Exercise goal: From the first line to the last, return the data exactly as it stands.

↓↓↓

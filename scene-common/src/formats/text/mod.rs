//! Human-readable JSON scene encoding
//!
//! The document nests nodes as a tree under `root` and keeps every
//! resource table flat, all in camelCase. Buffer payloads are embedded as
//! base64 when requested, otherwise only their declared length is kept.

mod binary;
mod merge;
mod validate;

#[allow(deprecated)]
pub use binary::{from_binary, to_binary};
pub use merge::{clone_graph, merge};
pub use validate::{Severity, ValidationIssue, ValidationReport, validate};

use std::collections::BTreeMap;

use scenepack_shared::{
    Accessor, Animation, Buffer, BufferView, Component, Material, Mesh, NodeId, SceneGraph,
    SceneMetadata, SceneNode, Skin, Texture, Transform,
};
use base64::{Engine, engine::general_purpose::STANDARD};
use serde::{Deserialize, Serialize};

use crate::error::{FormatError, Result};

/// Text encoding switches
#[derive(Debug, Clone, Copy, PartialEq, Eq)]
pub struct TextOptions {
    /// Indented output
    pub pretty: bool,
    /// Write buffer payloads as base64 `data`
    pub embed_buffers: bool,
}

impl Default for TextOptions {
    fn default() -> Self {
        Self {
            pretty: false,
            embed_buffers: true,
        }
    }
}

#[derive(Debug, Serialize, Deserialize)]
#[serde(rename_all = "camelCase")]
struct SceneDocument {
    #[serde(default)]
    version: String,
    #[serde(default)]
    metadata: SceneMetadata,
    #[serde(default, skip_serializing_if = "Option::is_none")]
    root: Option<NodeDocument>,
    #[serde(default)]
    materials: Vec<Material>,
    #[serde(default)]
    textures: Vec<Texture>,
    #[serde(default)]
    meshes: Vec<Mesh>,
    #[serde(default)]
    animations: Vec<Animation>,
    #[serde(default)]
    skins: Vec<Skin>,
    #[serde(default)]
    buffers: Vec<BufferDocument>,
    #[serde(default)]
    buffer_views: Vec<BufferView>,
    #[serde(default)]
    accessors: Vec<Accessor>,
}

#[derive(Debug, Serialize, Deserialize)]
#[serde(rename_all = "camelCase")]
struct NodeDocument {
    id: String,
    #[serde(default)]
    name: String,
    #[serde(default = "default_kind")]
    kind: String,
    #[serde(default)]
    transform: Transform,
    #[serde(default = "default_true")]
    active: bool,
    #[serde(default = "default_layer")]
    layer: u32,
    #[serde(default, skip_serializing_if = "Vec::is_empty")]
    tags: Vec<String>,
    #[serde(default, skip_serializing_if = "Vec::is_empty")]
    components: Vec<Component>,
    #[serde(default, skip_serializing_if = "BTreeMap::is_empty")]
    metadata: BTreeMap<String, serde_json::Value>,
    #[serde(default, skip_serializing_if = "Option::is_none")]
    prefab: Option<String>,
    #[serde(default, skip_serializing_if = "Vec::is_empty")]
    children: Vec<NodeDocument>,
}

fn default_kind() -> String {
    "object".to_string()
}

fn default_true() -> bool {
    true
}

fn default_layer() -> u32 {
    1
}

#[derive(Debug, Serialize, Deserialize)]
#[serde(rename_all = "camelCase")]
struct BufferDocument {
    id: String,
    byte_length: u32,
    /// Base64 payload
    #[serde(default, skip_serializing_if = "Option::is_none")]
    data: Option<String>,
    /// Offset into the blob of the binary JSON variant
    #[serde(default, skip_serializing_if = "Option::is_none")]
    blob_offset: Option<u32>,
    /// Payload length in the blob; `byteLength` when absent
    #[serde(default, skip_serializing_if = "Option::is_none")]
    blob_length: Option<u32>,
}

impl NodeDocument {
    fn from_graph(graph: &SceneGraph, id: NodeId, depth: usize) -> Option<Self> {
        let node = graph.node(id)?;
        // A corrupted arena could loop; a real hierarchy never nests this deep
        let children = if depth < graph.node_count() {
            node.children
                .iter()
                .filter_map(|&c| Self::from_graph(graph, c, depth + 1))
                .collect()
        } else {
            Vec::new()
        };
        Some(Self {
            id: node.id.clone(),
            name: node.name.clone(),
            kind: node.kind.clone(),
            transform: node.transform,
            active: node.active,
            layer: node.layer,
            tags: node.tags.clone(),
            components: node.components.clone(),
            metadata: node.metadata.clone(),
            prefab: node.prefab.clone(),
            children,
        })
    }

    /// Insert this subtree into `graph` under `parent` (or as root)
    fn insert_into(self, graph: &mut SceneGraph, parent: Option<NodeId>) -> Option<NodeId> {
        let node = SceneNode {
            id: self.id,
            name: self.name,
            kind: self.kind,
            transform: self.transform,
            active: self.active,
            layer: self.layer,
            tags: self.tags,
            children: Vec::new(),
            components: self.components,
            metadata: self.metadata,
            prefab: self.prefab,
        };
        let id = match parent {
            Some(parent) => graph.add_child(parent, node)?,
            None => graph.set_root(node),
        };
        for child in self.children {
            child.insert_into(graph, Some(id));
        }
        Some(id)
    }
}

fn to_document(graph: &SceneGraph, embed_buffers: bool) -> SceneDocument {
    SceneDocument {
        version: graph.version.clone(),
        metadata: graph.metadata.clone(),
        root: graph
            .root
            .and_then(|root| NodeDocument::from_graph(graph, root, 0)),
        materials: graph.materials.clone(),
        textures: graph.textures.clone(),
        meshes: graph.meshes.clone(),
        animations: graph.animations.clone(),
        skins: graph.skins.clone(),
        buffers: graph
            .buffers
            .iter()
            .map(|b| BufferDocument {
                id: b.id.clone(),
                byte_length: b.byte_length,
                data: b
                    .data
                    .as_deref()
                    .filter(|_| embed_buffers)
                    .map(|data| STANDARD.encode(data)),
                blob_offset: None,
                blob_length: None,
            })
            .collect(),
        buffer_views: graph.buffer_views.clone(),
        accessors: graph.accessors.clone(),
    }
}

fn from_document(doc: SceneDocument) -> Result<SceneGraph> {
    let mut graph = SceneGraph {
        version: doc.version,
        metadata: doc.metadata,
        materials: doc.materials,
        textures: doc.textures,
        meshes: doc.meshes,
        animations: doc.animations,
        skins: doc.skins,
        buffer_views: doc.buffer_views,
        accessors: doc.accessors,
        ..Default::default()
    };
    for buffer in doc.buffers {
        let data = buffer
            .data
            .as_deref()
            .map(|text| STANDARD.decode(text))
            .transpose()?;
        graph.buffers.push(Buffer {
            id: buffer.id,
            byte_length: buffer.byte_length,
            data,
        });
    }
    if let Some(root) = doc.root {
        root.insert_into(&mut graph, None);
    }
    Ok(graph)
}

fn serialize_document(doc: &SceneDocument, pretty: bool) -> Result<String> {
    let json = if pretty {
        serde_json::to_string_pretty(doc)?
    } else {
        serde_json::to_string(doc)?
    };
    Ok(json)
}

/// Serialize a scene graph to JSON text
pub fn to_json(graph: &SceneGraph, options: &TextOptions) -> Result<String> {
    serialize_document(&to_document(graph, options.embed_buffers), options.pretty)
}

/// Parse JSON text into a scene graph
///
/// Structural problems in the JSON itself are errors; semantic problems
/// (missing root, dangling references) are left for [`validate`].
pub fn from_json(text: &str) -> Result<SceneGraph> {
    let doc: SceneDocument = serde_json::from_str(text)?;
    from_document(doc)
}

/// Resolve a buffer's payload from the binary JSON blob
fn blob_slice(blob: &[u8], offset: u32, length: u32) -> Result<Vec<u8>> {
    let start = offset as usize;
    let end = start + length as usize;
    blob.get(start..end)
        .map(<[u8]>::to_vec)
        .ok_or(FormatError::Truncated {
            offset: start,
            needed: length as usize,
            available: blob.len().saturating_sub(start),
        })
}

↑↑↑

Answer to the exercise:
filename scene-common/src/formats/text/mod.rs
//! Human-readable JSON scene encoding
//!
//! The document nests nodes as a tree under `root` and keeps every
//! resource table flat, all in camelCase. Buffer payloads are embedded as
//! base64 when requested, otherwise only their declared length is kept.

mod binary;
mod merge;
mod validate;

#[allow(deprecated)]
pub use binary::{from_binary, to_binary};
pub use merge::{clone_graph, merge};
pub use validate::{Severity, ValidationIssue, ValidationReport, validate};

use std::collections::BTreeMap;

use scenepack_shared::{
    Accessor, Animation, Buffer, BufferView, Component, Material, Mesh, NodeId, SceneGraph,
    SceneMetadata, SceneNode, Skin, Texture, Transform,
};
use base64::{Engine, engine::general_purpose::STANDARD};
use serde::{Deserialize, Serialize};

use crate::error::{FormatError, Result};

/// Text encoding switches
#[derive(Debug, Clone, Copy, PartialEq, Eq)]
pub struct TextOptions {
    /// Indented output
    pub pretty: bool,
    /// Write buffer payloads as base64 `data`
    pub embed_buffers: bool,
}

impl Default for TextOptions {
    fn default() -> Self {
        Self {
            pretty: false,
            embed_buffers: true,
        }
    }
}

#[derive(Debug, Serialize, Deserialize)]
#[serde(rename_all = "camelCase")]
struct SceneDocument {
    #[serde(default)]
    version: String,
    #[serde(default)]
    metadata: SceneMetadata,
    #[serde(default, skip_serializing_if = "Option::is_none")]
    root: Option<NodeDocument>,
    #[serde(default)]
    materials: Vec<Material>,
    #[serde(default)]
    textures: Vec<Texture>,
    #[serde(default)]
    meshes: Vec<Mesh>,
    #[serde(default)]
    animations: Vec<Animation>,
    #[serde(default)]
    skins: Vec<Skin>,
    #[serde(default)]
    buffers: Vec<BufferDocument>,
    #[serde(default)]
    buffer_views: Vec<BufferView>,
    #[serde(default)]
    accessors: Vec<Accessor>,
}

#[derive(Debug, Serialize, Deserialize)]
#[serde(rename_all = "camelCase")]
struct NodeDocument {
    id: String,
    #[serde(default)]
    name: String,
    #[serde(default = "default_kind")]
    kind: String,
    #[serde(default)]
    transform: Transform,
    #[serde(default = "default_true")]
    active: bool,
    #[serde(default = "default_layer")]
    layer: u32,
    #[serde(default, skip_serializing_if = "Vec::is_empty")]
    tags: Vec<String>,
    #[serde(default, skip_serializing_if = "Vec::is_empty")]
    components: Vec<Component>,
    #[serde(default, skip_serializing_if = "BTreeMap::is_empty")]
    metadata: BTreeMap<String, serde_json::Value>,
    #[serde(default, skip_serializing_if = "Option::is_none")]
    prefab: Option<String>,
    #[serde(default, skip_serializing_if = "Vec::is_empty")]
    children: Vec<NodeDocument>,
}

fn default_kind() -> String {
    "object".to_string()
}

fn default_true() -> bool {
    true
}

fn default_layer() -> u32 {
    1
}

#[derive(Debug, Serialize, Deserialize)]
#[serde(rename_all = "camelCase")]
struct BufferDocument {
    id: String,
    byte_length: u32,
    /// Base64 payload
    #[serde(default, skip_serializing_if = "Option::is_none")]
    data: Option<String>,
    /// Offset into the blob of the binary JSON variant
    #[serde(default, skip_serializing_if = "Option::is_none")]
    blob_offset: Option<u32>,
    /// Payload length in the blob; `byteLength` when absent
    #[serde(default, skip_serializing_if = "Option::is_none")]
    blob_length: Option<u32>,
}

impl NodeDocument {
    fn from_graph(graph: &SceneGraph, id: NodeId, depth: usize) -> Option<Self> {
        let node = graph.node(id)?;
        // A corrupted arena could loop; a real hierarchy never nests this deep
        let children = if depth < graph.node_count() {
            node.children
                .iter()
                .filter_map(|&c| Self::from_graph(graph, c, depth + 1))
                .collect()
        } else {
            Vec::new()
        };
        Some(Self {
            id: node.id.clone(),
            name: node.name.clone(),
            kind: node.kind.clone(),
            transform: node.transform,
            active: node.active,
            layer: node.layer,
            tags: node.tags.clone(),
            components: node.components.clone(),
            metadata: node.metadata.clone(),
            prefab: node.prefab.clone(),
            children,
        })
    }

    /// Insert this subtree into `graph` under `parent` (or as root)
    fn insert_into(self, graph: &mut SceneGraph, parent: Option<NodeId>) -> Option<NodeId> {
        let node = SceneNode {
            id: self.id,
            name: self.name,
            kind: self.kind,
            transform: self.transform,
            active: self.active,
            layer: self.layer,
            tags: self.tags,
            children: Vec::new(),
            components: self.components,
            metadata: self.metadata,
            prefab: self.prefab,
        };
        let id = match parent {
            Some(parent) => graph.add_child(parent, node)?,
            None => graph.set_root(node),
        };
        for child in self.children {
            child.insert_into(graph, Some(id));
        }
        Some(id)
    }
}

fn to_document(graph: &SceneGraph, embed_buffers: bool) -> SceneDocument {
    SceneDocument {
        version: graph.version.clone(),
        metadata: graph.metadata.clone(),
        root: graph
            .root
            .and_then(|root| NodeDocument::from_graph(graph, root, 0)),
        materials: graph.materials.clone(),
        textures: graph.textures.clone(),
        meshes: graph.meshes.clone(),
        animations: graph.animations.clone(),
        skins: graph.skins.clone(),
        buffers: graph
            .buffers
            .iter()
            .map(|b| BufferDocument {
                id: b.id.clone(),
                byte_length: b.byte_length,
                data: b
                    .data
                    .as_deref()
                    .filter(|_| embed_buffers)
                    .map(|data| STANDARD.encode(data)),
                blob_offset: None,
                blob_length: None,
            })
            .collect(),
        buffer_views: graph.buffer_views.clone(),
        accessors: graph.accessors.clone(),
    }
}

fn from_document(doc: SceneDocument) -> Result<SceneGraph> {
    let mut graph = SceneGraph {
        version: doc.version,
        metadata: doc.metadata,
        materials: doc.materials,
        textures: doc.textures,
        meshes: doc.meshes,
        animations: doc.animations,
        skins: doc.skins,
        buffer_views: doc.buffer_views,
        accessors: doc.accessors,
        ..Default::default()
    };
    for buffer in doc.buffers {
        let data = buffer
            .data
            .as_deref()
            .map(|text| STANDARD.decode(text))
            .transpose()?;
        graph.buffers.push(Buffer {
            id: buffer.id,
            byte_length: buffer.byte_length,
            data,
        });
    }
    if let Some(root) = doc.root {
        root.insert_into(&mut graph, None);
    }
    Ok(graph)
}

fn serialize_document(doc: &SceneDocument, pretty: bool) -> Result<String> {
    let json = if pretty {
        serde_json::to_string_pretty(doc)?
    } else {
        serde_json::to_string(doc)?
    };
    Ok(json)
}

/// Serialize a scene graph to JSON text
pub fn to_json(graph: &SceneGraph, options: &TextOptions) -> Result<String> {
    serialize_document(&to_document(graph, options.embed_buffers), options.pretty)
}

/// Parse JSON text into a scene graph
///
/// Structural problems in the JSON itself are errors; semantic problems
/// (missing root, dangling references) are left for [`validate`].
pub fn from_json(text: &str) -> Result<SceneGraph> {
    let doc: SceneDocument = serde_json::from_str(text)?;
    from_document(doc)
}

/// Resolve a buffer's payload from the binary JSON blob
fn blob_slice(blob: &[u8], offset: u32, length: u32) -> Result<Vec<u8>> {
    let start = offset as usize;
    let end = start + length as usize;
    blob.get(start..end)
        .map(<[u8]>::to_vec)
        .ok_or(FormatError::Truncated {
            offset: start,
            needed: length as usize,
            available: blob.len().saturating_sub(start),
        })
}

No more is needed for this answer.